§ Problem to work on:
Compute how many lines in the records below contain the string "InvalidArgument" and give that number without other output.

Supplied material: Begin

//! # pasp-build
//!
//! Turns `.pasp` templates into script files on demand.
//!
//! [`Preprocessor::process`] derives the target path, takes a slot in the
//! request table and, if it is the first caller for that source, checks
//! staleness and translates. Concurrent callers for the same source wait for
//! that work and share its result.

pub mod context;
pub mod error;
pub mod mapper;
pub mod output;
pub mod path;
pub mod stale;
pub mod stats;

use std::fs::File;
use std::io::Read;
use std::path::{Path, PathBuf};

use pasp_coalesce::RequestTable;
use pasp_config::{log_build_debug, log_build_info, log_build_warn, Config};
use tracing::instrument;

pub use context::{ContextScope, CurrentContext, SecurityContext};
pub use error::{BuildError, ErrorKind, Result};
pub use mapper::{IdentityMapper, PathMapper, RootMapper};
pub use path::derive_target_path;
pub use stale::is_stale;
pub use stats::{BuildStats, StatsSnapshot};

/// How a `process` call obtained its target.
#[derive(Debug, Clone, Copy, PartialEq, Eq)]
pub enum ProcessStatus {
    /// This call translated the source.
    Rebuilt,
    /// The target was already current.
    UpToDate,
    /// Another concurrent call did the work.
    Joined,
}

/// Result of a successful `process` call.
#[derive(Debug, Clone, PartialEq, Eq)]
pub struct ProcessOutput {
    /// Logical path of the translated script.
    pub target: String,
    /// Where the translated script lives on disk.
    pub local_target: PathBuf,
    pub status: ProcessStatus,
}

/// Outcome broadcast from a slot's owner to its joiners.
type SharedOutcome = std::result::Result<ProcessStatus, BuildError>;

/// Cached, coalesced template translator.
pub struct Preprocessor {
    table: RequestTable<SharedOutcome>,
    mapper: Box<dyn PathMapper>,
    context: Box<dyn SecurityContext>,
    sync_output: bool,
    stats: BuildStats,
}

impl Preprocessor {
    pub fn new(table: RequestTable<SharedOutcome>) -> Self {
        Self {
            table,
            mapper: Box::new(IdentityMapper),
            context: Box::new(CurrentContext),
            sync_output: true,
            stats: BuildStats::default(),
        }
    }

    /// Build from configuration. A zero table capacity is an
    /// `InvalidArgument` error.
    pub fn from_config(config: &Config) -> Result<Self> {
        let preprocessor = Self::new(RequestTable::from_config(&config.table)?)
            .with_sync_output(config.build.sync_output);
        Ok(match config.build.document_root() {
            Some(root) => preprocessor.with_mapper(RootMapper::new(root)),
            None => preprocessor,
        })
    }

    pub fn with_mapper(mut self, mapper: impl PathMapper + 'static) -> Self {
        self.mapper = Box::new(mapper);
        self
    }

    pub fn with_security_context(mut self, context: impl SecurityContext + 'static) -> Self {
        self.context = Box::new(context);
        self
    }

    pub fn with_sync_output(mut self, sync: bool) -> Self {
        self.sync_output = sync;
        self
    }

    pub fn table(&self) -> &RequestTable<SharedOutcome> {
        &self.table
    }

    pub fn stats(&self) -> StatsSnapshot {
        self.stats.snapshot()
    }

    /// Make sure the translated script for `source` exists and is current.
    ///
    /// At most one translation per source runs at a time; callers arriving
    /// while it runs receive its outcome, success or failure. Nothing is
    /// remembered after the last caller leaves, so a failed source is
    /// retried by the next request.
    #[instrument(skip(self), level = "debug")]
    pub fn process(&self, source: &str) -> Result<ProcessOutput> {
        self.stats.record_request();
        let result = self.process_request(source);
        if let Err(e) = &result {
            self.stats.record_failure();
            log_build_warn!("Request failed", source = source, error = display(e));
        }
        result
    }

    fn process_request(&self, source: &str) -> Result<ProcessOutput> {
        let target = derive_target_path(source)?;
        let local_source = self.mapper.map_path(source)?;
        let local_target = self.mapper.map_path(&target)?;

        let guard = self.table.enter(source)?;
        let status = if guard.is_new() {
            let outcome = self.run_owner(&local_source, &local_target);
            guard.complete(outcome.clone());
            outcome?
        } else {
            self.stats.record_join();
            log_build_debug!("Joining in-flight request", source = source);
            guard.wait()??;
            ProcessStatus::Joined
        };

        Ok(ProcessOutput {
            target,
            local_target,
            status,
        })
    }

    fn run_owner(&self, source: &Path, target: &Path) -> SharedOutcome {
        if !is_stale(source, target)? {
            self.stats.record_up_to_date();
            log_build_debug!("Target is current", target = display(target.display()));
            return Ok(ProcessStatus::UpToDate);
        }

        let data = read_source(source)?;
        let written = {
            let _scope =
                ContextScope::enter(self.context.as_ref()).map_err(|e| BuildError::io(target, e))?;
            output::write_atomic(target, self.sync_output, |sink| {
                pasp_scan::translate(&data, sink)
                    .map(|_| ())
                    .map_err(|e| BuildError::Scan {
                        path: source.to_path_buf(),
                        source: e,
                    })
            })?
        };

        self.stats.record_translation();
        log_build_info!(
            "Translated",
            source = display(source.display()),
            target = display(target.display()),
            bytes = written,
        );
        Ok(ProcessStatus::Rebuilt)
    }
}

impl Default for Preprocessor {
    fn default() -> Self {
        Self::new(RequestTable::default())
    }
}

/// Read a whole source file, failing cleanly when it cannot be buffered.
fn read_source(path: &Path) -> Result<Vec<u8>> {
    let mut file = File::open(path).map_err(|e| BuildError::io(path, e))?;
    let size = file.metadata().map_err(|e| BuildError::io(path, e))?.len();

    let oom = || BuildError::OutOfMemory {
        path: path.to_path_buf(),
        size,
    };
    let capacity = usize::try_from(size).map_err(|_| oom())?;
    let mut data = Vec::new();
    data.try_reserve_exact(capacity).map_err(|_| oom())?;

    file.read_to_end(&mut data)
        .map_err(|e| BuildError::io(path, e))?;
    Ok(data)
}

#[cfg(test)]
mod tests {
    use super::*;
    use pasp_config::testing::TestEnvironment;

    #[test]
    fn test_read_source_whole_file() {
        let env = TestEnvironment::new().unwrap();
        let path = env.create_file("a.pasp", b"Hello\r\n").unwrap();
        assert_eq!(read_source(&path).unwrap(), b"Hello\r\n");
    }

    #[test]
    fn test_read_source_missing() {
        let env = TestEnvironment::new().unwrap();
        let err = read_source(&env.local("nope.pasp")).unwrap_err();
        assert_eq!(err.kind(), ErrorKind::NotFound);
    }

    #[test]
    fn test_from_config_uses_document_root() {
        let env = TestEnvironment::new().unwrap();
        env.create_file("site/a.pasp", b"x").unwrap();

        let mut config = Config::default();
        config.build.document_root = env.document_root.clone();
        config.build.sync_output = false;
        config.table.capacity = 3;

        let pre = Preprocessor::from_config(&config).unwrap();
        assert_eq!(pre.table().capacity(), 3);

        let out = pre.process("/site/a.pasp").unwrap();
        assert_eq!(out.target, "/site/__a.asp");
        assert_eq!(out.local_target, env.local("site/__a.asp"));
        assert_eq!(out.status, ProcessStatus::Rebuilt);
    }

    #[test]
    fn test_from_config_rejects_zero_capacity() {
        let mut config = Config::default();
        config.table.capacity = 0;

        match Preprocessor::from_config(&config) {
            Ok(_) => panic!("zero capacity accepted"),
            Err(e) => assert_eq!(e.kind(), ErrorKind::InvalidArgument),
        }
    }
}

Supplied material: End

§ Solved exercise:
2